On Willa's tombstone are words from My Antonia: "That is happiness; to be dissolved into something complete and great."

Please share your thoughts about My Antonia at our book discussions or on this blog. Contact the library if you would like to host a discussion.

Monday, April 14, 2008

Come to Willa Cather Speaks, Tonight 7:00 p.m.

Tonight, we are happy to present Betty Jean Steinshouer in her one-woman show, Willa Cather Speaks. The show starts at 7:00 p.m. and will run about 1 hour. Readers of all ages are welcome.
A little bit about Betty Jean Steinshouer: She has been portraying Willa Cather on the Chautauqua circuit for nearly 20 years. She hails originally from Missouri but now lives in Florida where she is a Fellow of the Florida Studies Institute at the University of South Florida in St. Petersburg. She has written 2 books: Travels with Willa Cather: Poems from the Road and Red Cloud to Cross Creek: More Poems from the Road. Steinshouer also portrays other authors, including Marjorie Kinnan Rawlings, Gertrude Stein, Harriet Beecher Stowe, Sarah Orne Jewett, Marjory Stoneman Douglas, and Laura Ingalls Wilder.

Friday, April 11, 2008

Mr. Shimerda Speaks about Moving to Nebraska

"Standing before them (Jim Burden and his grandmother) with his hand on Antonia's shoulder, Mr. Shimerda talked in a low tone, and his daughter (Antonia) translated.
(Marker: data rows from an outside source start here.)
//! Readers for reference tags and reads.
//!
//! - **FASTA** (`.fa`, `.fasta`, `.fna`): reference tags or reads
//! - **FASTQ** (`.fq`, `.fastq`): reads
//!
//! Either may be gzip or bgzip compressed (`.gz`, `.bgz`). Sequences are
//! upper-cased on read; nothing else is rewritten.
//!
//! ## Example
//!
//! ```rust,no_run
//! use tagmatch::parsing::{for_each_chunk, read_reference_set, read_sequences};
//! use std::path::Path;
//!
//! let references = read_reference_set(Path::new("tags.fa")).unwrap();
//! let reads = read_sequences(Path::new("reads.fq.gz")).unwrap();
//!
//! // Or stream large read files a chunk at a time
//! for_each_chunk(Path::new("reads.fq.gz"), 10_000, |chunk| {
//!     println!("{} reads", chunk.len());
//!     Ok::<(), tagmatch::parsing::ParseError>(())
//! })
//! .unwrap();
//! ```

pub mod fasta;
pub mod fastq;

use std::fs::File;
use std::io::{BufRead, BufReader};
use std::path::{Path, PathBuf};

use flate2::read::MultiGzDecoder;
use thiserror::Error;
use tracing::{debug, warn};

use crate::core::reference::ReferenceSet;
use crate::core::sequence::Tag;

#[derive(Error, Debug)]
pub enum ParseError {
    #[error("IO error: {0}")]
    Io(#[from] std::io::Error),

    #[error("Invalid input: {0}")]
    InvalidFormat(String),

    #[error("noodles error: {0}")]
    Noodles(String),

    #[error("Unsupported file format: {0}")]
    UnsupportedFormat(String),
}

/// A named sequence read from a FASTA or FASTQ file
#[derive(Debug, Clone, PartialEq, Eq)]
pub struct SequenceRecord {
    pub name: String,
    /// Upper-cased sequence bytes
    pub sequence: Vec<u8>,
}

impl SequenceRecord {
    pub fn new(name: impl Into<String>, sequence: &[u8]) -> Self {
        Self {
            name: name.into(),
            sequence: sequence.to_ascii_uppercase(),
        }
    }
}

impl AsRef<[u8]> for SequenceRecord {
    fn as_ref(&self) -> &[u8] {
        &self.sequence
    }
}

/// Path with any `.gz`/`.bgz` suffix removed
pub(crate) fn strip_compression(path: &Path) -> PathBuf {
    if is_gzipped(path) {
        path.with_extension("")
    } else {
        path.to_path_buf()
    }
}

/// Check if the path is a gzipped file
fn is_gzipped(path: &Path) -> bool {
    path.extension()
        .and_then(|e| e.to_str())
        .is_some_and(|e| e.eq_ignore_ascii_case("gz") || e.eq_ignore_ascii_case("bgz"))
}

/// Open a file, decompressing on the fly when it is gzipped
fn open(path: &Path) -> Result<Box<dyn BufRead>, ParseError> {
    let file = File::open(path)?;
    if is_gzipped(path) {
        // bgzip is a series of gzip members
        Ok(Box::new(BufReader::new(MultiGzDecoder::new(file))))
    } else {
        Ok(Box::new(BufReader::new(file)))
    }
}

/// Record layouts recognised by file extension
#[derive(Debug, Clone, Copy, PartialEq, Eq)]
enum SequenceFormat {
    Fasta,
    Fastq,
}

impl SequenceFormat {
    fn detect(path: &Path) -> Result<Self, ParseError> {
        if fasta::is_fasta_file(path) {
            Ok(Self::Fasta)
        } else if fastq::is_fastq_file(path) {
            Ok(Self::Fastq)
        } else {
            Err(ParseError::UnsupportedFormat(format!(
                "{} (expected .fa, .fasta, .fna, .fq or .fastq, optionally .gz)",
                path.display()
            )))
        }
    }
}

fn visit_records<F, E>(path: &Path, visit: F) -> Result<(), E>
where
    F: FnMut(SequenceRecord) -> Result<(), E>,
    E: From<ParseError>,
{
    let format = SequenceFormat::detect(path)?;
    let reader = open(path)?;
    match format {
        SequenceFormat::Fasta => fasta::visit_fasta(reader, visit),
        SequenceFormat::Fastq => fastq::visit_fastq(reader, visit),
    }
}

/// Read every record from a FASTA or FASTQ file, chosen by extension.
///
/// # Errors
///
/// Returns `ParseError::UnsupportedFormat` for unknown extensions,
/// `ParseError::Io` if the file cannot be read, or `ParseError::Noodles` if a
/// record cannot be parsed.
pub fn read_sequences(path: &Path) -> Result<Vec<SequenceRecord>, ParseError> {
    let mut records = Vec::new();
    visit_records::<_, ParseError>(path, |record| {
        records.push(record);
        Ok(())
    })?;

    debug!("Read {} records from {}", records.len(), path.display());
    Ok(records)
}

/// Stream a FASTA or FASTQ file to `on_chunk` in batches of at most
/// `chunk_size` records, returning the number of records read.
///
/// Only one chunk is held in memory at a time. A `chunk_size` of 0 is
/// treated as 1.
///
/// # Errors
///
/// Returns the same `ParseError`s as [`read_sequences`] (converted into `E`),
/// or the first error returned by `on_chunk`. Chunks already handed over stay
/// processed.
pub fn for_each_chunk<F, E>(path: &Path, chunk_size: usize, mut on_chunk: F) -> Result<usize, E>
where
    F: FnMut(Vec<SequenceRecord>) -> Result<(), E>,
    E: From<ParseError>,
{
    let chunk_size = chunk_size.max(1);
    let mut chunk = Vec::with_capacity(chunk_size);
    let mut total = 0;

    visit_records::<_, E>(path, |record| {
        chunk.push(record);
        if chunk.len() == chunk_size {
            total += chunk_size;
            on_chunk(std::mem::replace(&mut chunk, Vec::with_capacity(chunk_size)))?;
        }
        Ok(())
    })?;

    if !chunk.is_empty() {
        total += chunk.len();
        on_chunk(chunk)?;
    }

    debug!("Streamed {} records from {}", total, path.display());
    Ok(total)
}

/// Build a reference set from a sequence file.
///
/// Records with a symbol outside {A,C,G,T} are skipped with a warning;
/// repeated sequences keep their first name.
///
/// # Errors
///
/// Returns `ParseError` if the file cannot be read, or
/// `ParseError::InvalidFormat` if no valid record remains.
pub fn read_reference_set(path: &Path) -> Result<ReferenceSet, ParseError> {
    let records = read_sequences(path)?;
    let total = records.len();
    let references = reference_set_from_records(records);

    if references.is_empty() {
        return Err(ParseError::InvalidFormat(format!(
            "No valid reference sequences in {} ({total} records read)",
            path.display()
        )));
    }
    Ok(references)
}

fn reference_set_from_records(records: Vec<SequenceRecord>) -> ReferenceSet {
    let mut references = ReferenceSet::new();
    for record in records {
        match Tag::new(&record.sequence) {
            Ok(tag) => {
                references.insert(record.name, tag);
            }
            Err(e) => warn!("Skipping reference '{}': {}", record.name, e),
        }
    }
    references
}
use serde::{Deserialize, Serialize};

/// Identifier of a tag within its reference set
#[derive(Debug, Clone, Copy, PartialEq, Eq, Hash, PartialOrd, Ord, Serialize, Deserialize)]
pub struct TagId(pub u32);

impl TagId {
    #[must_use]
    pub fn index(self) -> usize {
        self.0 as usize
    }
}

impl std::fmt::Display for TagId {
    fn fmt(&self, f: &mut std::fmt::Formatter<'_>) -> std::fmt::Result {
        write!(f, "{}", self.0)
    }
}

/// Strategy used to pick a reference tag for a query
#[derive(Debug, Clone, Copy, PartialEq, Eq, Default, Serialize, Deserialize)]
#[serde(rename_all = "snake_case")]
pub enum MatchType {
    /// Reference tag receiving the most k-mer votes
    #[default]
    ModalKmer,
}

impl std::fmt::Display for MatchType {
    fn fmt(&self, f: &mut std::fmt::Formatter<'_>) -> std::fmt::Result {
        match self {
            Self::ModalKmer => write!(f, "modal_kmer"),
        }
    }
}

/// Confidence in a modal match, from the fraction of query windows that voted
/// for the winner
#[derive(Debug, Clone, Copy, PartialEq, Eq, PartialOrd, Ord, Serialize, Deserialize)]
#[serde(rename_all = "snake_case")]
pub enum Confidence {
    Low,
    Medium,
    High,
    Exact,
}

impl Confidence {
    #[must_use]
    pub fn from_vote_fraction(fraction: f64) -> Self {
        if fraction >= 1.0 {
            Self::Exact
        } else if fraction >= 0.75 {
            Self::High
        } else if fraction >= 0.40 {
            Self::Medium
        } else {
            Self::Low
        }
    }
}

#[cfg(test)]
mod tests {
    use super::*;

    #[test]
    fn test_confidence_from_vote_fraction() {
        assert_eq!(Confidence::from_vote_fraction(1.0), Confidence::Exact);
        assert_eq!(Confidence::from_vote_fraction(0.8), Confidence::High);
        assert_eq!(Confidence::from_vote_fraction(0.5), Confidence::Medium);
        assert_eq!(Confidence::from_vote_fraction(0.1), Confidence::Low);
        assert!(Confidence::Exact > Confidence::Low);
    }

    #[test]
    fn test_match_type_serde() {
        let json = serde_json::to_string(&MatchType::ModalKmer).unwrap();
        assert_eq!(json, "\"modal_kmer\"");
    }
}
He wanted us to know that they were not beggars in the old country; he made good wages, and his family was respected there. He left Bohemia with more than a thousand dollars in savings, after their passage money was paid. He had in some way lost on exchange in New York, and the railway fare to Nebraska was more than they had expected. By the time they paid Krajiek for the land, and bought his horses and oxen and some old farm machinery, they had very little money left. He wished grandmother to know, however, that he still had some money. If they could get through until spring came, they would pay a cow and chickens and plant a garden, and would do very well."
From Book One, The Shimerdas, My Antonia by Willa Cather

Thursday, April 10, 2008

Jim Burden describes his first winter on the farm

"The basement kitchen seemed heavenly safe and warm in those days--like a tight little boat in a winter sea. The men were out in the fields all day, husking corn, and when they came in at noon, with long caps pulled down over their ears and their feet in red-lined overshoes, I used to think they were like Artic explorers. In the afternoon, when grandmother sat upstairs darning, or making husking-gloves, I read The Swiss Family Robinson aloud to her, and I felt that the Swiss family had no advantage over us in the way of an adventurous life. I was convinced that man's strongest antagonist is the cold. I admired the cheerful zest with which grandmother went about keeping us warm and comfortable and well-fed. She often reminded me, when she was preparing for the return of the hungry men, that this country was not like Virginia; and that here a cook had, as she said, 'very little to do with'....Our lives centered around warmth and food and the return of the men at nightfall. I used to wonder, when they came in tired from the fields, their feet numb and their hands cracked and sore, how they could do all the chores so conscientiously..."
From Book One, The Shimerdas, My Antonia by Willa Cather

Wednesday, April 9, 2008

Jim Burden first meets Antonia

Jim and his grandmother visited the Shimerdas, Antonia's family, the first Bohemian family to come to "this part of the country."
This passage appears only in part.